Плот связывается из 20 бревен с двумя гребями (на 7 — 8 человек и 30 — 50 пудов багажа). Делается помост из досок, на него насыпается куча земли для очага. За сплав до Усть-Каменогорска или даже до Семипалатинска (4 — 7 дней) берут с плотом 20 — 25 руб. За день сплываете 100 — 200 верст.

На плоту чувствуется полный покой и безмолвное движение при заметной податливости. На берегах сменяется картина за картиной, и пловцам большую часть времени остается сидеть и любоваться под аккомпанемент журчания воды».

«Нижнее течение Большого Талдуринского ледника отмечено мною в 1911 году красными линиями на скалах у боковых морен и частью на нижележащих камнях. С Поворотной гривы, с высоты 2855 м. н. м. открывается обширный и единственный по своей грандиозности вид на верхние потоки ледника и все питающие его вершины (рис. 50)».

«...Какой-то одинокий путешественник, по словам проводников, лет 20 тому назад прошел пешком через хребет из истоков Тайменьего озера в Мульту, но имя его утрачено»,

«...Тропа входит в огромную наклонную россыпь из угловатых камней, которая спускается до самого берега грозно клокочущей реки. Лошадь должна с большим умением и осторожностью переступать с камня на камень, вовремя делать крутые повороты, а то карабкаться на высокую ступень...»

Так и шло: днем Корнилов и Сапожков трудились в Крайплане, в кратчайший срок готовили материалы (исторические и современные) к плану дальнейшего развития Северного морского пути (СМП), а вечерами беседовали о Витюле.

Бондарин, тот после работы исчезал. Говорили, Корнилов не очень этому верил, но говорили упорно, будто у него роман с молоденькой и симпатичной девушкой из совнархоза. Так или иначе, но с Бондариным, помимо службы, бесед нынче не было. По ночам же Корнилов читал труды Сапожкова.

Описания горных пород, фауны и флоры, этнографию он пробегал наскоро, но пейзажи действовали на него, как никакое другое чтение, он видел и слышал горные реки и вглядывался в снежные вершины а то боязливо заглядывал вниз, в сумрачные пропасти — так он наверстывал упущенные в собственной жизни путешествия, досадуя на себя: всю жизнь он думал о природе, о ее законах, он хотел, чтобы ее ум был и его умом, из этого страстного желания и проистекало одно, другое, третье, пятое, десятое понятия, он усваивал дух природы и ее смысл, но плохо знал ее лик — горы, реки, леса, тундры, пустыни.

Он стремился не столько к видению, сколько к понятиям, и книги, подобные сапожковским «Путям», до сих пор казались ему незначительными — в них отсутствовала философия. Но теперь, читая, он испытывал горечь и еще одной потери своей жизни — путешествия!

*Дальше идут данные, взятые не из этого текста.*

//! Template interpreter.
//!
//! Walks the document tree under control of a [`Template`], concatenating
//! directive renderings. Private nodes render as nothing unless inclusion is
//! enabled, and that suppression is inherited by every nested directive.

use crate::render::{Directive, DirectiveGroup, Template};
use anyhow::{bail, Result};
use regex::{NoExpand, Regex};
use serde_json::Value;

/// `$def` references nested deeper than this fail instead of recursing
/// forever on a cyclic template.
const MAX_REF_DEPTH: usize = 32;

pub struct Generator<'a> {
    template: &'a Template,
    include_private: bool,
}

impl<'a> Generator<'a> {
    pub fn new(template: &'a Template, include_private: bool) -> Self {
        Generator {
            template,
            include_private,
        }
    }

    /// Renders the whole template list against the document root.
    pub fn generate(&self, data: &Value) -> Result<String> {
        let mut output = String::new();
        for group in &self.template.templates {
            output.push_str(&self.apply_group(data, group, true, 0)?);
        }
        Ok(output)
    }

    fn apply_group(
        &self,
        data: &Value,
        group: &DirectiveGroup,
        is_first: bool,
        depth: usize,
    ) -> Result<String> {
        if self.suppressed(data) {
            return Ok(String::new());
        }
        let mut output = String::new();
        for directive in group.directives() {
            if let Some(field) = &directive.if_exists {
                if !self.exists(data.get(field)) {
                    continue;
                }
            }
            if let Some(want_first) = directive.if_isfirst {
                if want_first != is_first {
                    continue;
                }
            }
            if !is_first {
                if let Some(separator) = &directive.separator {
                    output.push_str(separator);
                }
            }
            if let Some(text) = &directive.text {
                output.push_str(&self.substitute(text, data));
            }
            output.push_str(&self.apply_iteration(data, directive, depth)?);
            output.push_str(&self.apply_ref(data, directive, depth)?);
        }
        Ok(output)
    }

    /// `for each` + `iterate on`: one rendering per surviving list element.
    /// A non-list field is treated as a one-element list.
    fn apply_iteration(&self, data: &Value, directive: &Directive, depth: usize) -> Result<String> {
        let (Some(group), Some(field)) = (&directive.for_each, &directive.iterate_on) else {
            return Ok(String::new());
        };
        let elements = match data.get(field) {
            None => &[],
            Some(Value::Array(list)) => list.as_slice(),
            Some(single) => std::slice::from_ref(single),
        };
        let mut output = String::new();
        let mut is_first = true;
        for element in elements {
            if self.suppressed(element) {
                continue;
            }
            output.push_str(&self.apply_group(element, group, is_first, depth)?);
            is_first = false;
        }
        Ok(output)
    }

    /// `$ref`: an independent top-level pass over the same node. Unknown
    /// references render as nothing.
    fn apply_ref(&self, data: &Value, directive: &Directive, depth: usize) -> Result<String> {
        let Some(name) = &directive.reference else {
            return Ok(String::new());
        };
        if depth >= MAX_REF_DEPTH {
            bail!(
                "template $ref nesting exceeds {} levels (cyclic reference to {:?}?)",
                MAX_REF_DEPTH,
                name
            );
        }
        match self.template.defs.get(name) {
            Some(group) => self.apply_group(data, group, true, depth + 1),
            None => Ok(String::new()),
        }
    }

    /// A node with a `private` field renders as nothing unless inclusion is
    /// enabled.
    fn suppressed(&self, data: &Value) -> bool {
        !self.include_private
            && data
                .as_object()
                .is_some_and(|map| map.contains_key("private"))
    }

    /// Field-existence gate. Lists must keep at least one element after the
    /// private filter.
    fn exists(&self, value: Option<&Value>) -> bool {
        match value {
            None => false,
            Some(Value::Array(list)) => list.iter().any(|e| !self.suppressed(e)),
            Some(_) => true,
        }
    }

    /// Replaces whole-word `@field` placeholders with the string fields of
    /// the current node, escaping `*` for markdown. A longer field name
    /// never matches as a substring.
    fn substitute(&self, text: &str, data: &Value) -> String {
        let mut result = text.to_string();
        let Some(map) = data.as_object() else {
            return result;
        };
        for (key, value) in map {
            let Some(replacement) = value.as_str() else {
                continue;
            };
            let Ok(pattern) = Regex::new(&format!(r"@{}\b", regex::escape(key))) else {
                continue;
            };
            let escaped = replacement.replace('*', "\\*");
            result = pattern.replace_all(&result, NoExpand(&escaped)).into_owned();
        }
        result
    }
}

#[cfg(test)]
mod tests {
    use super::*;
    use serde_json::json;
    use std::collections::HashMap;

    fn template(json: &str) -> Template {
        serde_json::from_str(json).unwrap()
    }

    fn render(template_json: &str, data: Value) -> String {
        let template = template(template_json);
        Generator::new(&template, false).generate(&data).unwrap()
    }

    #[test]
    fn placeholder_substitutes_name() {
        let out = render(r#"{"templates": [{"text": "@name"}]}"#, json!({"name": "foo"}));
        assert_eq!(out, "foo");
    }

    #[test]
    fn longer_field_never_matches_as_substring() {
        let out = render(
            r#"{"templates": [{"text": "@name and @namespace"}]}"#,
            json!({"name": "foo", "namespace": "bar"}),
        );
        assert_eq!(out, "foo and bar");
    }

    #[test]
    fn placeholder_escapes_markdown_emphasis() {
        let out = render(
            r#"{"templates": [{"text": "@description"}]}"#,
            json!({"description": "a * b"}),
        );
        assert_eq!(out, "a \\* b");
    }

    #[test]
    fn iteration_applies_per_element() {
        let out = render(
            r#"{"templates": [{"for each": {"text": "@name;"}, "iterate on": "param"}]}"#,
            json!({"param": [{"name": "a"}, {"name": "b"}]}),
        );
        assert_eq!(out, "a;b;");
    }

    #[test]
    fn separator_suppressed_for_first_element() {
        let out = render(
            r#"{"templates": [{"for each": {"separator": ", ", "text": "@name"}, "iterate on": "param"}]}"#,
            json!({"param": [{"name": "a"}, {"name": "b"}, {"name": "c"}]}),
        );
        assert_eq!(out, "a, b, c");
    }

    #[test]
    fn non_array_field_iterates_once() {
        let out = render(
            r#"{"templates": [{"for each": {"text": "@name"}, "iterate on": "entry"}]}"#,
            json!({"entry": {"name": "only"}}),
        );
        assert_eq!(out, "only");
    }

    #[test]
    fn private_elements_skipped_and_first_shifts() {
        let out = render(
            r#"{"templates": [{"for each": {"separator": ", ", "text": "@name"}, "iterate on": "param"}]}"#,
            json!({"param": [{"name": "a", "private": true}, {"name": "b"}, {"name": "c"}]}),
        );
        assert_eq!(out, "b, c");
    }

    #[test]
    fn private_inclusion_restores_elements() {
        let template = template(
            r#"{"templates": [{"for each": {"separator": ", ", "text": "@name"}, "iterate on": "param"}]}"#,
        );
        let data = json!({"param": [{"name": "a", "private": true}, {"name": "b"}]});
        let out = Generator::new(&template, true).generate(&data).unwrap();
        assert_eq!(out, "a, b");
    }

    #[test]
    fn private_root_renders_empty() {
        let out = render(
            r#"{"templates": [{"text": "@name"}]}"#,
            json!({"name": "secret", "private": true}),
        );
        assert_eq!(out, "");
    }

    #[test]
    fn if_exists_gates_on_empty_and_private_lists() {
        let template_json =
            r#"{"templates": [{"if exists": "param", "text": "has params"}]}"#;
        assert_eq!(render(template_json, json!({"param": []})), "");
        assert_eq!(
            render(template_json, json!({"param": [{"private": true}]})),
            ""
        );
        assert_eq!(
            render(template_json, json!({"param": [{"name": "a"}]})),
            "has params"
        );
    }

    #[test]
    fn if_isfirst_gates_iterations() {
        let out = render(
            r#"{"templates": [{"for each": [
                {"if isfirst": true, "text": "first:@name "},
                {"if isfirst": false, "text": "rest:@name "}
            ], "iterate on": "param"}]}"#,
            json!({"param": [{"name": "a"}, {"name": "b"}]}),
        );
        assert_eq!(out, "first:a rest:b ");
    }

    #[test]
    fn ref_resolves_as_independent_first_pass() {
        let out = render(
            r#"{
                "templates": [{"for each": {"$ref": "item"}, "iterate on": "param"}],
                "$def": {"item": [{"separator": "|", "text": "@name"}, {"if isfirst": true, "text": "!"}]}
            }"#,
            json!({"param": [{"name": "a"}, {"name": "b"}]}),
        );
        assert_eq!(out, "a!b!");
    }

    #[test]
    fn cyclic_ref_fails_with_depth_error() {
        let template = Template {
            templates: vec![DirectiveGroup::Single(Box::new(Directive {
                reference: Some("loop".into()),
                ..Directive::default()
            }))],
            defs: HashMap::from([(
                "loop".to_string(),
                DirectiveGroup::Single(Box::new(Directive {
                    reference: Some("loop".into()),
                    ..Directive::default()
                })),
            )]),
        };
        let err = Generator::new(&template, false)
            .generate(&json!({}))
            .unwrap_err();
        assert!(err.to_string().contains("nesting exceeds"));
    }

    #[test]
    fn unknown_ref_renders_nothing() {
        let out = render(
            r#"{"templates": [{"$ref": "missing"}]}"#,
            json!({"name": "x"}),
        );
        assert_eq!(out, "");
    }
}
//! Parameter lines and the related single-value tags.
//!
//! A `@param` line is: optional type block, optional `[` marking the
//! parameter optional, a dotted name path, an optional `=default` clause and
//! a trailing description. Dotted names build a nested tree; sibling nodes
//! are kept shape-uniform after every insertion.

use crate::diag::{warn, DiagnosticSink};
use crate::model::unify_string_fields;
use crate::parser::tags::{collect_text, is_doc_end, next_doc_token};
use crate::parser::typeexpr::parse_type;
use crate::tokenizer::Tokenizer;
use serde_json::{Map, Value};

/// Fields every parameter leaf exposes, empty when not supplied.
const CANONICAL_FIELDS: &[&str] = &["type", "attributes", "default", "description"];

fn find_param(name: &str, list: &mut [Value]) -> Option<usize> {
    list.iter()
        .position(|p| p.get("name").and_then(Value::as_str) == Some(name))
}

/// Copies all non-empty string and non-string fields from `source` onto
/// `target` without clobbering children already grown under it.
fn copy_non_empty(target: &mut Map<String, Value>, source: &Map<String, Value>) {
    for (key, value) in source {
        let empty = value.as_str() == Some("");
        if !empty {
            target.insert(key.clone(), value.clone());
        }
    }
}

/// Inserts a parameter along its dotted name path, creating missing
/// intermediate nodes. The leaf receives the parsed properties plus the
/// canonical empty fields; its sibling list is then shape-unified.
fn add_parameter(names: &[String], props: &Map<String, Value>, list: &mut Vec<Value>) {
    let Some((name, rest)) = names.split_first() else {
        return;
    };
    let index = match find_param(name, list) {
        Some(i) => i,
        None => {
            let mut node = Map::new();
            node.insert("name".into(), Value::String(name.clone()));
            list.push(Value::Object(node));
            list.len() - 1
        }
    };
    if !rest.is_empty() {
        if let Some(node) = list[index].as_object_mut() {
            let children = node
                .entry("param")
                .or_insert_with(|| Value::Array(Vec::new()));
            if let Value::Array(children) = children {
                add_parameter(rest, props, children);
            }
        }
        return;
    }
    if let Some(leaf) = list[index].as_object_mut() {
        copy_non_empty(leaf, props);
        for field in CANONICAL_FIELDS {
            if !leaf.contains_key(*field) {
                leaf.insert((*field).into(), Value::String(String::new()));
            }
        }
    }
    unify_string_fields(list);
}

/// `=default` clause: raw tokens joined with spaces up to `]` or the tag
/// boundary.
fn parse_default(tok: &mut Tokenizer) -> String {
    let mut value = String::new();
    if tok.token() == "=" {
        next_doc_token(tok);
        while tok.token() != "]" && !is_doc_end(tok.token()) {
            if !value.is_empty() {
                value.push(' ');
            }
            value.push_str(tok.token());
            next_doc_token(tok);
        }
    }
    value
}

/// Leading `[` marks the parameter optional; the attribute is appended to
/// whatever the type prefix already produced.
fn parse_optional_bracket(tok: &mut Tokenizer, attributes: &mut String) {
    if tok.token() == "[" {
        if !attributes.is_empty() {
            attributes.push_str(", ");
        }
        attributes.push_str("optional");
        next_doc_token(tok);
    }
}

/// Dotted name path. A segment is followed by another only when a `.` comes
/// directly after it; anything else ends the path.
fn parse_name_path(tok: &mut Tokenizer) -> Vec<String> {
    let mut names = Vec::new();
    while !matches!(tok.token(), "=" | "]" | "") && !is_doc_end(tok.token()) {
        names.push(tok.token().to_string());
        next_doc_token(tok);
        if tok.token() != "." {
            break;
        }
        next_doc_token(tok);
    }
    names
}

/// Parses one `@param`/`@property` line into the parameter list.
pub fn parse_param_line(tok: &mut Tokenizer, sink: &mut dyn DiagnosticSink, list: &mut Vec<Value>) {
    let mut props = Map::new();
    parse_type(tok, sink, &mut props);
    let mut attributes = props
        .get("attributes")
        .and_then(Value::as_str)
        .unwrap_or("")
        .to_string();
    parse_optional_bracket(tok, &mut attributes);
    props.insert("attributes".into(), Value::String(attributes.clone()));
    let mut names = parse_name_path(tok);
    if names.is_empty() {
        names.push(String::new());
    }
    props.insert("default".into(), Value::String(parse_default(tok)));
    if tok.token() == "]" {
        next_doc_token(tok);
    } else if attributes == "optional" {
        warn(sink, tok, "] expected");
    }
    props.insert("description".into(), Value::String(collect_text(tok)));
    add_parameter(&names, &props, list);
}

/// `@returns`: type plus description.
pub fn parse_returns(tok: &mut Tokenizer, sink: &mut dyn DiagnosticSink) -> Value {
    let mut info = Map::new();
    parse_type(tok, sink, &mut info);
    info.insert("description".into(), Value::String(collect_text(tok)));
    Value::Object(info)
}

/// `@throws`: type plus description, one entry per occurrence.
pub fn parse_throws(tok: &mut Tokenizer, sink: &mut dyn DiagnosticSink) -> Value {
    parse_returns(tok, sink)
}

/// `@typedef`: type plus a single-segment name stored under `typedef`.
pub fn parse_typedef(tok: &mut Tokenizer, sink: &mut dyn DiagnosticSink) -> Map<String, Value> {
    let mut info = Map::new();
    parse_type(tok, sink, &mut info);
    let names = parse_name_path(tok);
    match names.first() {
        Some(name) => {
            info.insert("typedef".into(), Value::String(name.clone()));
        }
        None => warn(sink, tok, "typedef without name"),
    }
    info
}

#[cfg(test)]
mod tests {
    use super::*;
    use crate::diag::CollectSink;
    use serde_json::json;

    fn parse_line(input: &str) -> (Vec<Value>, CollectSink) {
        let mut list = Vec::new();
        let mut sink = CollectSink::default();
        let mut tok = Tokenizer::new("test", input);
        tok.next_token();
        parse_param_line(&mut tok, &mut sink, &mut list);
        (list, sink)
    }

    #[test]
    fn full_parameter_line() {
        let (list, sink) = parse_line("{number} x the x value */");
        assert!(sink.reports.is_empty());
        assert_eq!(
            list,
            vec![json!({
                "name": "x",
                "type": "number",
                "attributes": "",
                "default": "",
                "description": "the x value"
            })]
        );
    }

    #[test]
    fn optional_with_default() {
        let (list, sink) = parse_line("{string} [mode=fast and loose] run mode */");
        assert!(sink.reports.is_empty());
        assert_eq!(list[0]["attributes"], "optional");
        assert_eq!(list[0]["default"], "fast and loose");
        assert_eq!(list[0]["description"], "run mode");
    }

    #[test]
    fn missing_bracket_close_is_diagnosed() {
        let (_, sink) = parse_line("{string} [mode run mode */");
        assert!(sink.messages().contains(&"] expected"));
    }

    #[test]
    fn dotted_name_builds_tree() {
        let mut list = Vec::new();
        let mut sink = CollectSink::default();
        for line in ["{Object} options the options */", "{boolean} options.flag a flag */"] {
            let mut tok = Tokenizer::new("test", line);
            tok.next_token();
            parse_param_line(&mut tok, &mut sink, &mut list);
        }
        assert_eq!(list.len(), 1);
        assert_eq!(list[0]["name"], "options");
        let children = list[0]["param"].as_array().unwrap();
        assert_eq!(children.len(), 1);
        assert_eq!(children[0]["name"], "flag");
        assert_eq!(children[0]["type"], "boolean");
    }

    #[test]
    fn siblings_share_field_shape() {
        let mut list = Vec::new();
        let mut sink = CollectSink::default();
        for line in ["{number} x first */", "y second */"] {
            let mut tok = Tokenizer::new("test", line);
            tok.next_token();
            parse_param_line(&mut tok, &mut sink, &mut list);
        }
        let keys = |v: &Value| {
            let mut k: Vec<String> = v.as_object().unwrap().keys().cloned().collect();
            k.sort();
            k
        };
        assert_eq!(keys(&list[0]), keys(&list[1]));
        assert_eq!(list[1]["type"], "");
    }

    #[test]
    fn typedef_without_name_is_diagnosed() {
        let mut tok = Tokenizer::new("test", "{Object} */");
        tok.next_token();
        let mut sink = CollectSink::default();
        let info = parse_typedef(&mut tok, &mut sink);
        assert!(info.get("typedef").is_none());
        assert_eq!(sink.messages(), vec!["typedef without name"]);
    }

    #[test]
    fn returns_carries_type_and_description() {
        let mut tok = Tokenizer::new("test", "{boolean} true on success */");
        tok.next_token();
        let mut sink = CollectSink::default();
        let value = parse_returns(&mut tok, &mut sink);
        assert_eq!(value["type"], "boolean");
        assert_eq!(value["description"], "true on success");
    }
}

— Я, Петр Николаевич, не могу понять, почему Витюля-то меня не понимает? Ведь так просто меня понять. И вот я утром глаза открыл, и уже страх: какая-то нынешний день выпадет мне судьба? Скажет ли Витюля «С добрым утром» или выйдет к завтраку растрепанный и злой, или не зайдет совсем и, не позавтракав, убежит в школу, а из школы еще куда-нибудь, а из куда-нибудь еще в какое-то место и я до поздней ночи буду метаться. Потом он придет и не скажет «Здравствуй!», и будет зол на меня за то, что я ждал, волновался. Это, с его точки зрения, что-то недостойное и мерзкое! «И не начинай со мной разговор — где был, с кем был, зачем был,— этим ты окончательно уронишь себя в моих глазах, а меня оскорбишь! Я уже и так оскорблен, неужели ты, дурак, не видишь этого?»

— Вам бы, Никанор Евдокимович, пересмотреть свои взгляды и привычки! Нынче другие времена, другой и образ жизни...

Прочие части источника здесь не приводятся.